How can we run a large number of datasets in the Azure Compute cluster? For Example Around (5 million) records.

Find the sample Code :

import os
import pickle
import argparse
import pandas as pd
import json
from azureml.core import Workspace, Datastore, Run
from azureml.data.dataset_factory import TabularDatasetFactory
import tempfile

# Load environment variables
from dotenv import load_dotenv
load_dotenv()

# Parse arguments
parser = argparse.ArgumentParser("model_training")
parser.add_argument("--model_training", type=str, help="Model training data path")
parser.add_argument("--interaction", type=str, help="Interaction type")
args = parser.parse_args()


# Workspace setup
workspace = Workspace(subscription_id=os.environ.get("SUBSCRIPTION_ID"),
resource_group=os.environ.get("RESOURCE_GROUP"),
workspace_name=os.environ.get("WORKSPACE_NAME"))

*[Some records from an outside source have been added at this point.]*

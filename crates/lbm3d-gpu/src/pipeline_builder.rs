//! Compute pipeline builder.
//!
//! Collects buffer bindings in order (binding 0, 1, ...) and creates the
//! shader module, bind group layout and pipeline in one go:
//!
//! ```ignore
//! let (pipeline, layout) = PipelineBuilder::new(device, include_str!("shaders/stream.wgsl"))
//!     .label("LB Stream")
//!     .entry_point("stream")
//!     .uniform_buffer_size(std::mem::size_of::<LatticeParams>() as u64)
//!     .storage_buffer(true)   // source populations
//!     .storage_buffer(false)  // target populations
//!     .build();
//! ```

use std::num::NonZeroU64;

/// Builder for GPU compute pipelines.
pub struct PipelineBuilder<'a> {
    device: &'a wgpu::Device,
    shader_source: &'a str,
    label: &'a str,
    entry_point: &'a str,
    bindings: Vec<BufferBinding>,
}

/// Specification for a single buffer binding.
#[derive(Clone, Debug, PartialEq)]
enum BufferBinding {
    Uniform(Option<NonZeroU64>),
    Storage { read_only: bool },
}

impl BufferBinding {
    fn layout_entry(&self, binding: u32) -> wgpu::BindGroupLayoutEntry {
        let ty = match self {
            BufferBinding::Uniform(min_size) => wgpu::BindingType::Buffer {
                ty: wgpu::BufferBindingType::Uniform,
                has_dynamic_offset: false,
                min_binding_size: *min_size,
            },
            BufferBinding::Storage { read_only } => wgpu::BindingType::Buffer {
                ty: wgpu::BufferBindingType::Storage {
                    read_only: *read_only,
                },
                has_dynamic_offset: false,
                min_binding_size: None,
            },
        };
        wgpu::BindGroupLayoutEntry {
            binding,
            visibility: wgpu::ShaderStages::COMPUTE,
            ty,
            count: None,
        }
    }
}

impl<'a> PipelineBuilder<'a> {
    pub fn new(device: &'a wgpu::Device, shader_source: &'a str) -> Self {
        Self {
            device,
            shader_source,
            label: "LB Pipeline",
            entry_point: "main",
            bindings: Vec::new(),
        }
    }

    /// Label used for the shader, layouts and pipeline.
    pub fn label(mut self, label: &'a str) -> Self {
        self.label = label;
        self
    }

    /// Entry point function name (default: "main").
    pub fn entry_point(mut self, entry_point: &'a str) -> Self {
        self.entry_point = entry_point;
        self
    }

    /// Add a uniform buffer binding with explicit size.
    pub fn uniform_buffer_size(mut self, size: u64) -> Self {
        self.bindings.push(BufferBinding::Uniform(NonZeroU64::new(size)));
        self
    }

    /// Add a storage buffer binding.
    pub fn storage_buffer(mut self, read_only: bool) -> Self {
        self.bindings.push(BufferBinding::Storage { read_only });
        self
    }

    /// Build the compute pipeline and its bind group layout.
    pub fn build(self) -> (wgpu::ComputePipeline, wgpu::BindGroupLayout) {
        let shader = self.device.create_shader_module(wgpu::ShaderModuleDescriptor {
            label: Some(self.label),
            source: wgpu::ShaderSource::Wgsl(self.shader_source.into()),
        });

        let entries: Vec<wgpu::BindGroupLayoutEntry> = self
            .bindings
            .iter()
            .enumerate()
            .map(|(binding, spec)| spec.layout_entry(binding as u32))
            .collect();

        let layout_label = format!("{} Bind Group Layout", self.label);
        let bind_group_layout =
            self.device
                .create_bind_group_layout(&wgpu::BindGroupLayoutDescriptor {
                    label: Some(&layout_label),
                    entries: &entries,
                });

        let pipeline_layout_label = format!("{} Pipeline Layout", self.label);
        let pipeline_layout = self
            .device
            .create_pipeline_layout(&wgpu::PipelineLayoutDescriptor {
                label: Some(&pipeline_layout_label),
                bind_group_layouts: &[&bind_group_layout],
                push_constant_ranges: &[],
            });

        let pipeline = self
            .device
            .create_compute_pipeline(&wgpu::ComputePipelineDescriptor {
                label: Some(self.label),
                layout: Some(&pipeline_layout),
                module: &shader,
                entry_point: Some(self.entry_point),
                compilation_options: Default::default(),
                cache: None,
            });

        (pipeline, bind_group_layout)
    }
}

/// Bind group over `buffers` in binding order.
pub fn bind_buffers(
    device: &wgpu::Device,
    label: &str,
    layout: &wgpu::BindGroupLayout,
    buffers: &[&wgpu::Buffer],
) -> wgpu::BindGroup {
    let entries: Vec<wgpu::BindGroupEntry> = buffers
        .iter()
        .enumerate()
        .map(|(binding, buffer)| wgpu::BindGroupEntry {
            binding: binding as u32,
            resource: buffer.as_entire_binding(),
        })
        .collect();
    device.create_bind_group(&wgpu::BindGroupDescriptor {
        label: Some(label),
        layout,
        entries: &entries,
    })
}

/// Workgroups needed to cover `count` invocations.
#[inline]
pub fn workgroups(count: u32, workgroup_size: u32) -> u32 {
    count.div_ceil(workgroup_size).max(1)
}

#[cfg(test)]
mod tests {
    use super::*;

    #[test]
    fn test_layout_entries_follow_binding_order() {
        let uniform = BufferBinding::Uniform(NonZeroU64::new(64)).layout_entry(0);
        let storage = BufferBinding::Storage { read_only: true }.layout_entry(3);
        assert_eq!(uniform.binding, 0);
        assert_eq!(storage.binding, 3);
        assert!(matches!(
            storage.ty,
            wgpu::BindingType::Buffer {
                ty: wgpu::BufferBindingType::Storage { read_only: true },
                ..
            }
        ));
    }

    #[test]
    fn test_workgroups_round_up() {
        assert_eq!(workgroups(0, 64), 1);
        assert_eq!(workgroups(64, 64), 1);
        assert_eq!(workgroups(65, 64), 2);
    }
}
//! Particle-fluid coupling.
//!
//! Gather: interpolate the fluid velocity at each particle and compute the
//! thermostat force. Scatter: deposit the reaction force on the lattice
//! with the same stencil weights.
//!
//! Gathers run in parallel. The scatter is a per-site reduction done in
//! particle order, so deposits are additive and deterministic.

use glam::DVec3;
use rayon::prelude::*;

use crate::boundary::BoundaryMask;
use crate::error::CouplingError;
use crate::kernels::{trilinear_stencil, Stencil};
use crate::lattice::Lattice;
use crate::particle::ParticleState;
use crate::thermostat::Thermostat;

/// Result of one coupling pass.
#[derive(Clone, Debug, Default, PartialEq)]
pub struct CouplingOutcome {
    /// Force on each particle, in snapshot order.
    pub forces: Vec<DVec3>,
    /// Total force deposited on the lattice. Equals minus the sum of `forces`.
    pub deposited: DVec3,
}

impl CouplingOutcome {
    /// Sum of particle forces.
    pub fn total_particle_force(&self) -> DVec3 {
        self.forces.iter().copied().sum()
    }
}

/// Coupling data of one particle.
#[derive(Clone, Copy, Debug)]
struct Exchange {
    stencil: Stencil,
    force: DVec3,
}

/// Fluid velocity at an arbitrary position, MD units.
///
/// Uses [`Lattice::fluid_velocity`], so a constant body force shows up as a
/// half-step velocity shift.
pub fn interpolate_velocity(
    lattice: &Lattice,
    mask: &BoundaryMask,
    position: DVec3,
) -> Result<DVec3, CouplingError> {
    let stencil = trilinear_stencil(lattice, mask, position, 0)?;
    Ok(stencil.gather(|site| lattice.fluid_velocity(site)))
}

/// Check that every coupled particle has a valid stencil.
///
/// Needs only geometry, so a step can be refused before the lattice moves.
pub fn check_particles(
    lattice: &Lattice,
    mask: &BoundaryMask,
    particles: &[ParticleState],
) -> Result<(), CouplingError> {
    particles
        .par_iter()
        .enumerate()
        .filter(|(_, p)| !p.is_virtual)
        .try_for_each(|(i, p)| {
            if !p.velocity.is_finite() {
                return Err(CouplingError::NonFinite { particle: i });
            }
            trilinear_stencil(lattice, mask, p.position, i).map(|_| ())
        })
}

/// Couple all particles to the lattice for one step.
pub fn couple(
    lattice: &mut Lattice,
    mask: &BoundaryMask,
    particles: &[ParticleState],
    thermostat: &Thermostat,
) -> Result<CouplingOutcome, CouplingError> {
    let exchanges: Vec<Option<Exchange>> = {
        let lattice = &*lattice;
        particles
            .par_iter()
            .enumerate()
            .map(|(i, p)| {
                if p.is_virtual {
                    return Ok(None);
                }
                if !p.velocity.is_finite() {
                    return Err(CouplingError::NonFinite { particle: i });
                }
                let stencil = trilinear_stencil(lattice, mask, p.position, i)?;
                let fluid = stencil.gather(|site| lattice.fluid_velocity(site));
                let force = thermostat.force(p.identity, p.velocity - fluid);
                Ok(Some(Exchange { stencil, force }))
            })
            .collect::<Result<_, _>>()?
    };

    let mut forces = Vec::with_capacity(exchanges.len());
    let mut deposited = DVec3::ZERO;
    let site_forces = lattice.forces_mut();
    for exchange in &exchanges {
        match exchange {
            Some(e) => {
                let reaction = -e.force;
                for (site, w) in e.stencil.iter() {
                    site_forces[site] += w * reaction;
                }
                deposited += reaction;
                forces.push(e.force);
            }
            None => forces.push(DVec3::ZERO),
        }
    }

    Ok(CouplingOutcome { forces, deposited })
}
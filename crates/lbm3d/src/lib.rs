//! 3D Lattice-Boltzmann fluid with a particle thermostat
//!
//! A D3Q19 lattice fluid with static bounce-back boundaries, coupled to
//! point particles through a friction force with fluctuating noise. The
//! reaction force of every particle is deposited back onto the lattice, so
//! the particle-fluid exchange conserves momentum exactly.
//!
//! # Example
//!
//! ```
//! use lbm3d::{
//!     Cylinder, DVec3, FluidConfig, Particles, Simulation, SimulationConfig, ThermostatConfig,
//! };
//!
//! let config = SimulationConfig::new(
//!     [16, 12, 12],
//!     FluidConfig::new(1.0, 0.01, 1.0, 1.0),
//!     ThermostatConfig::new(1.0, 1.0, 42),
//! );
//! let pipe = Cylinder::pipe(DVec3::new(8.0, 6.0, 6.0), DVec3::X, 5.0, 100.0);
//! let mut sim = Simulation::cpu(config, vec![pipe.into()]).unwrap();
//!
//! let mut particles = Particles::new();
//! particles.spawn_at(DVec3::new(8.0, 6.0, 6.0));
//!
//! sim.run(&mut particles, 10).unwrap();
//! assert!(sim.health().is_stable());
//! ```

pub mod backend;
pub mod boundary;
pub mod collision;
pub mod config;
pub mod constants;
pub mod coupling;
pub mod diagnostics;
pub mod error;
pub mod export;
pub mod kernels;
pub mod lattice;
pub mod particle;
pub mod shapes;
pub mod simulation;
pub mod streaming;
pub mod thermostat;

pub use backend::{Backend, CpuBackend};
pub use boundary::{BoundaryLink, BoundaryMask, LinkSet, MaskOptions, SiteClass};
pub use config::{CollisionModel, FluidConfig, RelaxationParams, SimulationConfig, ThermostatConfig};
pub use coupling::CouplingOutcome;
pub use diagnostics::NumericalHealth;
pub use error::{ConfigError, CouplingError, GeometryError, LbError, Result};
pub use glam::DVec3;
pub use lattice::Lattice;
pub use particle::{CoupledParticles, Particle, ParticleIntegrator, ParticleState, Particles};
pub use shapes::{Cylinder, HollowCone, Shape, ShapeOracle, Sphere, Wall};
pub use simulation::{Simulation, StepReport};
pub use streaming::StreamReport;
pub use thermostat::Thermostat;
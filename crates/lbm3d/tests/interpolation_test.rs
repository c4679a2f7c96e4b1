//! Trilinear interpolation and deposit properties.

use lbm3d::coupling::{couple, interpolate_velocity};
use lbm3d::kernels::trilinear_stencil;
use lbm3d::{
    BoundaryMask, DVec3, FluidConfig, Lattice, ParticleState, SimulationConfig, Thermostat,
    ThermostatConfig,
};
use proptest::prelude::*;

const GRID: [usize; 3] = [7, 6, 5];
const AGRID: f64 = 0.5;

fn lattice(periodic: [bool; 3]) -> Lattice {
    let config = SimulationConfig::new(
        GRID,
        FluidConfig::new(AGRID, 0.05, 1.0, 1.0),
        ThermostatConfig::new(1.0, 3.0, 11),
    )
    .with_periodic(periodic);
    Lattice::new(&config).unwrap()
}

/// Positions whose stencil lies fully inside the grid
fn interior_position() -> impl Strategy<Value = DVec3> {
    let lo = 0.5 * AGRID;
    (
        lo..(GRID[0] as f64 - 0.5) * AGRID,
        lo..(GRID[1] as f64 - 0.5) * AGRID,
        lo..(GRID[2] as f64 - 0.5) * AGRID,
    )
        .prop_map(|(x, y, z)| DVec3::new(x, y, z))
}

fn small_vec() -> impl Strategy<Value = DVec3> {
    (-0.1f64..0.1, -0.1f64..0.1, -0.1f64..0.1).prop_map(|(x, y, z)| DVec3::new(x, y, z))
}

fn anywhere() -> impl Strategy<Value = DVec3> {
    (-10.0f64..10.0, -10.0f64..10.0, -10.0f64..10.0).prop_map(|(x, y, z)| DVec3::new(x, y, z))
}

proptest! {
    #![proptest_config(ProptestConfig::with_cases(64))]

    /// Property: a velocity field linear in each axis is reproduced exactly
    #[test]
    fn test_linear_field_is_exact(
        offset in small_vec(),
        gx in small_vec(),
        gy in small_vec(),
        gz in small_vec(),
        position in interior_position(),
    ) {
        let mut l = lattice([false; 3]);
        let mask = BoundaryMask::open(&l).unwrap();
        let field = |p: DVec3| offset + gx * p.x + gy * p.y + gz * p.z;
        let [w, h, d] = l.dims();
        for k in 0..d {
            for j in 0..h {
                for i in 0..w {
                    let idx = l.cell_index(i, j, k);
                    let c = l.cell_center(i, j, k);
                    l.set_equilibrium(idx, 1.0, field(c));
                }
            }
        }
        let u = interpolate_velocity(&l, &mask, position).unwrap();
        let expected = field(position);
        prop_assert!((u - expected).length() < 1e-12, "{:?} vs {:?}", u, expected);
    }

    /// Property: stencil weights always sum to one
    #[test]
    fn test_weights_normalised(position in anywhere()) {
        let l = lattice([true; 3]);
        let mask = BoundaryMask::open(&l).unwrap();
        let st = trilinear_stencil(&l, &mask, position, 0).unwrap();
        let sum: f64 = st.iter().map(|(_, w)| w).sum();
        prop_assert!((sum - 1.0).abs() < 1e-12);
        prop_assert!(st.iter().all(|(_, w)| w > 0.0));
    }

    /// Property: everything taken from particles is put on the lattice
    #[test]
    fn test_deposit_conserves_momentum(
        positions in prop::collection::vec(anywhere(), 1..40),
        velocity in small_vec(),
    ) {
        let mut l = lattice([true; 3]);
        let mask = BoundaryMask::open(&l).unwrap();
        let thermostat = Thermostat::new(&ThermostatConfig::new(1.0, 3.0, 11), 0.05);
        let states: Vec<ParticleState> = positions
            .iter()
            .enumerate()
            .map(|(i, &position)| ParticleState {
                position,
                velocity: velocity * i as f64,
                identity: i as u64,
                is_virtual: false,
            })
            .collect();
        let out = couple(&mut l, &mask, &states, &thermostat).unwrap();
        let net = out.total_particle_force() + l.total_force();
        prop_assert!(net.length() < 1e-9, "net force {:?}", net);
    }
}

print('Workspace:', workspace)

# Get the datastore from the Azure ML workspace
datastore = Datastore.get(workspace, datastore_name='data_factory')
print('Datastore:', datastore)

# Define the path to your Parquet files in the datastore
datastore_path = [(datastore, 'sampless_silver/')]

# Create a TabularDataset from the Parquet files in the datastore
dataset = TabularDatasetFactory.from_parquet_files(path=datastore_path)
print('Dataset:', dataset)

# Convert the TabularDataset to a Pandas DataFrame
training_dataset = dataset.to_pandas_dataframe()
print('Training Dataset:', training_dataset)

# Sample data
training_dataset = training_dataset.head(25000000)
training_dataset = training_dataset.sample(frac=1).reset_index(drop=True)
training_dataset["views"] = pd.to_numeric(training_dataset['views'], errors='coerce')

df_selected = training_dataset.rename(columns={'clientId': 'userID', 'offerId': 'itemID', 'views': 'views'})
df_selected = df_selected[['userID', 'itemID', 'views']]
print('Selected Data:', df_selected)

# Create and fit model
from lightfm import LightFM
from lightfm import cross_validation

dataset = Dataset()
dataset.fit(users=df_selected['userID'], items=df_selected['itemID'])
(interactions, weights) = dataset.build_interactions(df_selected.iloc[:, 0:3].values)

user_dict_label = dataset.mapping()[0]
item_dict_label = dataset.mapping()[2]

train_interactions, test_interactions = cross_validation.random_train_test_split(
interactions, test_percentage=0.25, random_state=np.random.RandomState(2016))

model = LightFM(loss='warp', no_components=1300, learning_rate=0.000001,
random_state=np.random.RandomState(2016), user_alpha=0.000005, max_sampled=100, k=100,
learning_schedule='adadelta', item_alpha=0.000005)
print('Model:', model)

model.fit(interactions=train_interactions, epochs=2, verbose=True, num_threads=8)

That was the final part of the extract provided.